Go through the records line by line and work out how many lines hold the word "count". Answer with the number only.

# Data excerpts
---+---

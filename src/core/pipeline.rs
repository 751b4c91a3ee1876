use std::collections::HashMap;
use std::fmt;
use std::path::PathBuf;
use std::sync::Arc;

use serde::{Deserialize, Serialize};

use crate::error::{Error, Hint, Result};
use crate::paths::Layout;
use crate::shell;
use crate::template;

/// Declarative step as written in buildseq.json.
#[derive(Debug, Clone, Serialize, Deserialize, PartialEq)]
pub struct StepConfig {
    pub name: String,
    #[serde(flatten)]
    pub kind: StepKind,
    #[serde(default)]
    pub fatal: bool,
    #[serde(default, skip_serializing_if = "Vec::is_empty")]
    pub needs: Vec<String>,
    #[serde(default, skip_serializing_if = "Vec::is_empty")]
    pub when_exists: Vec<String>,
}

#[derive(Debug, Clone, Serialize, Deserialize, PartialEq)]
#[serde(tag = "type", rename_all = "snake_case")]
pub enum StepKind {
    Command {
        command: String,
        #[serde(default, skip_serializing_if = "Option::is_none")]
        cwd: Option<String>,
    },
    NormalizePaths,
    CopyClientOutput,
    ApiEntrypoint,
    PackageReference,
}

/// In-process step body. Returns an optional message for the step report.
pub type StepFn = Arc<dyn Fn(&Layout) -> Result<Option<String>> + Send + Sync>;

/// What a step does when it runs.
#[derive(Clone)]
pub enum StepAction {
    /// Shell command run through the configured `CommandRunner`.
    Command { command: String, cwd: PathBuf },
    NormalizePaths,
    CopyClientOutput,
    ApiEntrypoint,
    PackageReference,
    Function(StepFn),
}

impl StepAction {
    pub fn type_name(&self) -> &'static str {
        match self {
            StepAction::Command { .. } => "command",
            StepAction::NormalizePaths => "normalize_paths",
            StepAction::CopyClientOutput => "copy_client_output",
            StepAction::ApiEntrypoint => "api_entrypoint",
            StepAction::PackageReference => "package_reference",
            StepAction::Function(_) => "function",
        }
    }
}

impl fmt::Debug for StepAction {
    fn fmt(&self, f: &mut fmt::Formatter<'_>) -> fmt::Result {
        match self {
            StepAction::Command { command, cwd } => f
                .debug_struct("Command")
                .field("command", command)
                .field("cwd", cwd)
                .finish(),
            StepAction::Function(_) => f.write_str("Function(..)"),
            other => f.write_str(other.type_name()),
        }
    }
}

/// A resolved, runnable step.
#[derive(Debug, Clone)]
pub struct BuildStep {
    pub name: String,
    pub action: StepAction,
    pub fatal: bool,
    pub needs: Vec<String>,
    /// Root-relative patterns; the step only runs if one matches.
    pub when_exists: Vec<String>,
}

impl BuildStep {
    pub fn new(name: impl Into<String>, action: StepAction) -> Self {
        Self {
            name: name.into(),
            action,
            fatal: false,
            needs: Vec::new(),
            when_exists: Vec::new(),
        }
    }

    pub fn command(name: impl Into<String>, command: impl Into<String>, cwd: PathBuf) -> Self {
        Self::new(
            name,
            StepAction::Command {
                command: command.into(),
                cwd,
            },
        )
    }

    pub fn function<F>(name: impl Into<String>, body: F) -> Self
    where
        F: Fn(&Layout) -> Result<Option<String>> + Send + Sync + 'static,
    {
        Self::new(name, StepAction::Function(Arc::new(body)))
    }

    pub fn fatal(mut self) -> Self {
        self.fatal = true;
        self
    }

    pub fn needs(mut self, names: &[&str]) -> Self {
        self.needs = names.iter().map(|n| n.to_string()).collect();
        self
    }

    pub fn when_exists(mut self, patterns: &[&str]) -> Self {
        self.when_exists = patterns.iter().map(|p| p.to_string()).collect();
        self
    }

    pub fn describe(&self, layout: &Layout) -> PlannedStep {
        let (command, cwd) = match &self.action {
            StepAction::Command { command, cwd } => {
                (Some(command.clone()), Some(layout.display(cwd)))
            }
            _ => (None, None),
        };

        PlannedStep {
            name: self.name.clone(),
            step_type: self.action.type_name().to_string(),
            command,
            cwd,
            fatal: self.fatal,
            needs: self.needs.clone(),
            when_exists: self.when_exists.clone(),
        }
    }
}

/// Serializable view of a step for `buildseq plan`.
#[derive(Debug, Clone, Serialize)]
#[serde(rename_all = "camelCase")]
pub struct PlannedStep {
    pub name: String,
    #[serde(rename = "type")]
    pub step_type: String,
    #[serde(skip_serializing_if = "Option::is_none")]
    pub command: Option<String>,
    #[serde(skip_serializing_if = "Option::is_none")]
    pub cwd: Option<String>,
    pub fatal: bool,
    #[serde(default, skip_serializing_if = "Vec::is_empty")]
    pub needs: Vec<String>,
    #[serde(default, skip_serializing_if = "Vec::is_empty")]
    pub when_exists: Vec<String>,
}

/// Turn configured steps into runnable ones, substituting layout placeholders.
///
/// Placeholder values are shell-quoted inside commands and inserted verbatim
/// into `cwd` and `when_exists`.
pub fn resolve_steps(configs: &[StepConfig], layout: &Layout) -> Result<Vec<BuildStep>> {
    let vars = layout.template_vars();
    let quoted: Vec<(&str, String)> = vars
        .iter()
        .map(|(key, value)| (*key, shell::quote_arg(value)))
        .collect();

    let steps: Vec<BuildStep> = configs
        .iter()
        .map(|config| {
            let action = match &config.kind {
                StepKind::Command { command, cwd } => StepAction::Command {
                    command: template::render_owned(command, &quoted),
                    cwd: match cwd {
                        Some(dir) => layout.root.join(template::render_owned(dir, &vars)),
                        None => layout.root.clone(),
                    },
                },
                StepKind::NormalizePaths => StepAction::NormalizePaths,
                StepKind::CopyClientOutput => StepAction::CopyClientOutput,
                StepKind::ApiEntrypoint => StepAction::ApiEntrypoint,
                StepKind::PackageReference => StepAction::PackageReference,
            };

            BuildStep {
                name: config.name.clone(),
                action,
                fatal: config.fatal,
                needs: config.needs.clone(),
                when_exists: config
                    .when_exists
                    .iter()
                    .map(|pattern| template::render_owned(pattern, &vars))
                    .collect(),
            }
        })
        .collect();

    validate_steps(&steps, "steps")?;
    Ok(steps)
}

/// Reject empty or duplicate names, empty commands, and `needs` that do not
/// point at an earlier step.
pub fn validate_steps(steps: &[BuildStep], field: &str) -> Result<()> {
    let mut seen: HashMap<&str, usize> = HashMap::new();

    for (idx, step) in steps.iter().enumerate() {
        if step.name.trim().is_empty() {
            return Err(Error::validation_invalid_argument(
                field,
                format!("Step #{} has an empty name", idx + 1),
                None,
                None,
            ));
        }

        if seen.contains_key(step.name.as_str()) {
            return Err(Error::validation_invalid_argument(
                field,
                format!("Duplicate step name '{}'", step.name),
                Some(step.name.clone()),
                None,
            ));
        }

        if let StepAction::Command { command, .. } = &step.action {
            if command.trim().is_empty() {
                return Err(Error::validation_invalid_argument(
                    field,
                    format!("Step '{}' has an empty command", step.name),
                    Some(step.name.clone()),
                    None,
                ));
            }
        }

        for need in &step.needs {
            if !seen.contains_key(need.as_str()) {
                let problem = if steps.iter().any(|s| &s.name == need) {
                    format!(
                        "Step '{}' needs '{}', which is declared later",
                        step.name, need
                    )
                } else {
                    format!("Step '{}' depends on unknown step '{}'", step.name, need)
                };
                return Err(Error::validation_invalid_argument(
                    field,
                    problem,
                    Some(step.name.clone()),
                    None,
                ));
            }
        }

        seen.insert(step.name.as_str(), idx);
    }

    Ok(())
}

#[derive(Debug, Clone, Copy, Serialize, Deserialize, PartialEq, Eq)]
#[serde(rename_all = "snake_case")]
pub enum StepStatus {
    Success,
    Failed,
    Skipped,
    NotApplicable,
}

impl StepStatus {
    /// Whether a step with this status satisfies a `needs` reference.
    pub fn satisfies_needs(self) -> bool {
        matches!(self, StepStatus::Success | StepStatus::NotApplicable)
    }
}

#[derive(Debug, Clone, Serialize)]
#[serde(rename_all = "camelCase")]
pub struct StepReport {
    pub name: String,
    #[serde(rename = "type")]
    pub step_type: String,
    pub status: StepStatus,
    pub fatal: bool,
    pub duration_ms: u64,
    #[serde(skip_serializing_if = "Option::is_none")]
    pub exit_code: Option<i32>,
    #[serde(skip_serializing_if = "Option::is_none")]
    pub message: Option<String>,
    #[serde(skip_serializing_if = "Option::is_none")]
    pub error: Option<String>,
    #[serde(default, skip_serializing_if = "Vec::is_empty")]
    pub hints: Vec<Hint>,
    #[serde(skip_serializing_if = "Option::is_none")]
    pub data: Option<serde_json::Value>,
}

impl StepReport {
    pub fn new(step: &BuildStep, status: StepStatus) -> Self {
        Self {
            name: step.name.clone(),
            step_type: step.action.type_name().to_string(),
            status,
            fatal: step.fatal,
            duration_ms: 0,
            exit_code: None,
            message: None,
            error: None,
            hints: Vec::new(),
            data: None,
        }
    }

    pub fn with_message(mut self, message: impl Into<String>) -> Self {
        self.message = Some(message.into());
        self
    }
}

/// Returns the first `needs` entry that did not succeed, if any.
pub fn unmet_need<'a>(step: &'a BuildStep, reports: &[StepReport]) -> Option<&'a str> {
    step.needs.iter().map(String::as_str).find(|need| {
        !reports
            .iter()
            .any(|r| r.name == *need && r.status.satisfies_needs())
    })
}

#[derive(Debug, Clone, Serialize)]
#[serde(rename_all = "camelCase")]
pub struct RunSummary {
    pub total_steps: usize,
    pub succeeded: usize,
    pub failed: usize,
    pub skipped: usize,
    pub not_applicable: usize,
    #[serde(default, skip_serializing_if = "Vec::is_empty")]
    pub next_actions: Vec<String>,
}

pub fn build_summary(reports: &[StepReport]) -> RunSummary {
    let count = |status: StepStatus| reports.iter().filter(|r| r.status == status).count();
    let failed = count(StepStatus::Failed);

    let next_actions = if failed > 0 {
        vec!["Fix the failing step and re-run (the sequence is idempotent)".to_string()]
    } else {
        Vec::new()
    };

    RunSummary {
        total_steps: reports.len(),
        succeeded: count(StepStatus::Success),
        failed,
        skipped: count(StepStatus::Skipped),
        not_applicable: count(StepStatus::NotApplicable),
        next_actions,
    }
}
//! File I/O primitives with consistent error handling.

use crate::error::{Error, Result};
use std::fs;
use std::path::Path;

/// Read file contents with standardized error handling.
///
/// Wraps `fs::read_to_string` with consistent `Error::internal_io` formatting.
pub fn read_file(path: &Path, operation: &str) -> Result<String> {
    fs::read_to_string(path)
        .map_err(|e| Error::internal_io(e.to_string(), Some(operation.to_string())))
}

/// Write content to file with standardized error handling.
///
/// Wraps `fs::write` with consistent `Error::internal_io` formatting.
pub fn write_file(path: &Path, content: &str, operation: &str) -> Result<()> {
    fs::write(path, content)
        .map_err(|e| Error::internal_io(e.to_string(), Some(operation.to_string())))
}

/// Write content to file atomically (write to .tmp, then rename).
///
/// The rename is atomic on POSIX filesystems, so a bundler reading the file
/// concurrently sees either the old content or the new content.
pub fn write_file_atomic(path: &Path, content: &str, operation: &str) -> Result<()> {
    let parent = path.parent().ok_or_else(|| {
        Error::internal_io(
            format!("Invalid path: {}", path.display()),
            Some(operation.to_string()),
        )
    })?;

    let filename = path.file_name().ok_or_else(|| {
        Error::internal_io(
            format!("Invalid path: {}", path.display()),
            Some(operation.to_string()),
        )
    })?;

    let tmp_path = parent.join(format!("{}.tmp", filename.to_string_lossy()));

    fs::write(&tmp_path, content)
        .map_err(|e| Error::internal_io(e.to_string(), Some(format!("{} (write temp)", operation))))?;

    fs::rename(&tmp_path, path)
        .map_err(|e| Error::internal_io(e.to_string(), Some(format!("{} (rename)", operation))))?;

    Ok(())
}

/// Create a directory (and parents) if missing. Returns true when created.
pub fn ensure_dir(dir: &Path) -> Result<bool> {
    if dir.is_dir() {
        return Ok(false);
    }
    fs::create_dir_all(dir).map_err(|e| {
        Error::internal_io(e.to_string(), Some(format!("create {}", dir.display())))
    })?;
    Ok(true)
}

/// Write a file, creating its parent directory first.
pub fn write_file_with_parents(path: &Path, content: &str, operation: &str) -> Result<()> {
    if let Some(parent) = path.parent() {
        if !parent.as_os_str().is_empty() {
            ensure_dir(parent)?;
        }
    }
    write_file(path, content, operation)
}

/// True when `dir` is missing, not a directory, or has no entries.
pub fn is_dir_empty(dir: &Path) -> bool {
    match fs::read_dir(dir) {
        Ok(mut entries) => entries.next().is_none(),
        Err(_) => true,
    }
}

/// Recursively copy the contents of `src` into `dest`, overwriting files.
///
/// Returns the number of files copied. Symlinks are followed.
pub fn copy_dir_contents(src: &Path, dest: &Path) -> Result<usize> {
    ensure_dir(dest)?;

    let entries = fs::read_dir(src).map_err(|e| {
        Error::internal_io(e.to_string(), Some(format!("read {}", src.display())))
    })?;

    let mut copied = 0usize;
    for entry in entries {
        let entry = entry.map_err(|e| {
            Error::internal_io(e.to_string(), Some(format!("read {}", src.display())))
        })?;
        let from = entry.path();
        let to = dest.join(entry.file_name());

        if from.is_dir() {
            copied += copy_dir_contents(&from, &to)?;
        } else {
            fs::copy(&from, &to).map_err(|e| {
                Error::internal_io(
                    e.to_string(),
                    Some(format!("copy {} -> {}", from.display(), to.display())),
                )
            })?;
            copied += 1;
        }
    }

    Ok(copied)
}
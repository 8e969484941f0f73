mod cli;
mod error;
mod logging;
mod model;
#[cfg(feature = "tui")]
mod orchestrator;
#[cfg(feature = "tui")]
mod session;
mod storage;
#[cfg(feature = "tui")]
mod tui;

use anyhow::Result;
use clap::Parser;

#[tokio::main]
async fn main() -> Result<()> {
    let args = cli::Cli::parse();
    cli::run(args).await
}
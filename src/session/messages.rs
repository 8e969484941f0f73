use rand::seq::SliceRandom;
use rand::Rng;

pub const GREETING: &str = "Hello! If you feel panic, press 's' to start.";

pub const CALMING_MESSAGES: [&str; 12] = [
    "This feeling is temporary.",
    "You are safe right now.",
    "Focus on your breathing.",
    "You are not alone.",
    "This too shall pass.",
    "You are stronger than you think.",
    "Take it one moment at a time.",
    "You are doing great.",
    "Breathe in... Breathe out...",
    "You are in control.",
    "You can handle this.",
    "Take a deep breath, it will pass.",
];

/// Uniformly pick one calming message.
pub fn pick_message<R: Rng + ?Sized>(rng: &mut R) -> &'static str {
    CALMING_MESSAGES
        .choose(rng)
        .copied()
        .unwrap_or(CALMING_MESSAGES[0])
}
use anyhow::{Context, Result};
use std::path::Path;
use tracing_subscriber::EnvFilter;

fn filter() -> EnvFilter {
    EnvFilter::try_from_default_env().unwrap_or_else(|_| EnvFilter::new("info"))
}

/// Log to a file. The terminal belongs to the TUI while it runs.
pub fn init_file(path: &Path) -> Result<()> {
    let dir = path
        .parent()
        .filter(|p| !p.as_os_str().is_empty())
        .unwrap_or_else(|| Path::new("."));
    std::fs::create_dir_all(dir).with_context(|| format!("create log dir {}", dir.display()))?;
    let file_name = path
        .file_name()
        .context("log file path has no file name")?;

    let appender = tracing_appender::rolling::never(dir, file_name);
    tracing_subscriber::fmt()
        .with_env_filter(filter())
        .with_writer(appender)
        .with_ansi(false)
        .try_init()
        .map_err(|e| anyhow::anyhow!("init logging: {e}"))
}

/// Log to stderr for the one-shot, non-interactive modes.
pub fn init_stderr() -> Result<()> {
    tracing_subscriber::fmt()
        .with_env_filter(filter())
        .with_writer(std::io::stderr)
        .try_init()
        .map_err(|e| anyhow::anyhow!("init logging: {e}"))
}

---+---

# Expected answer
5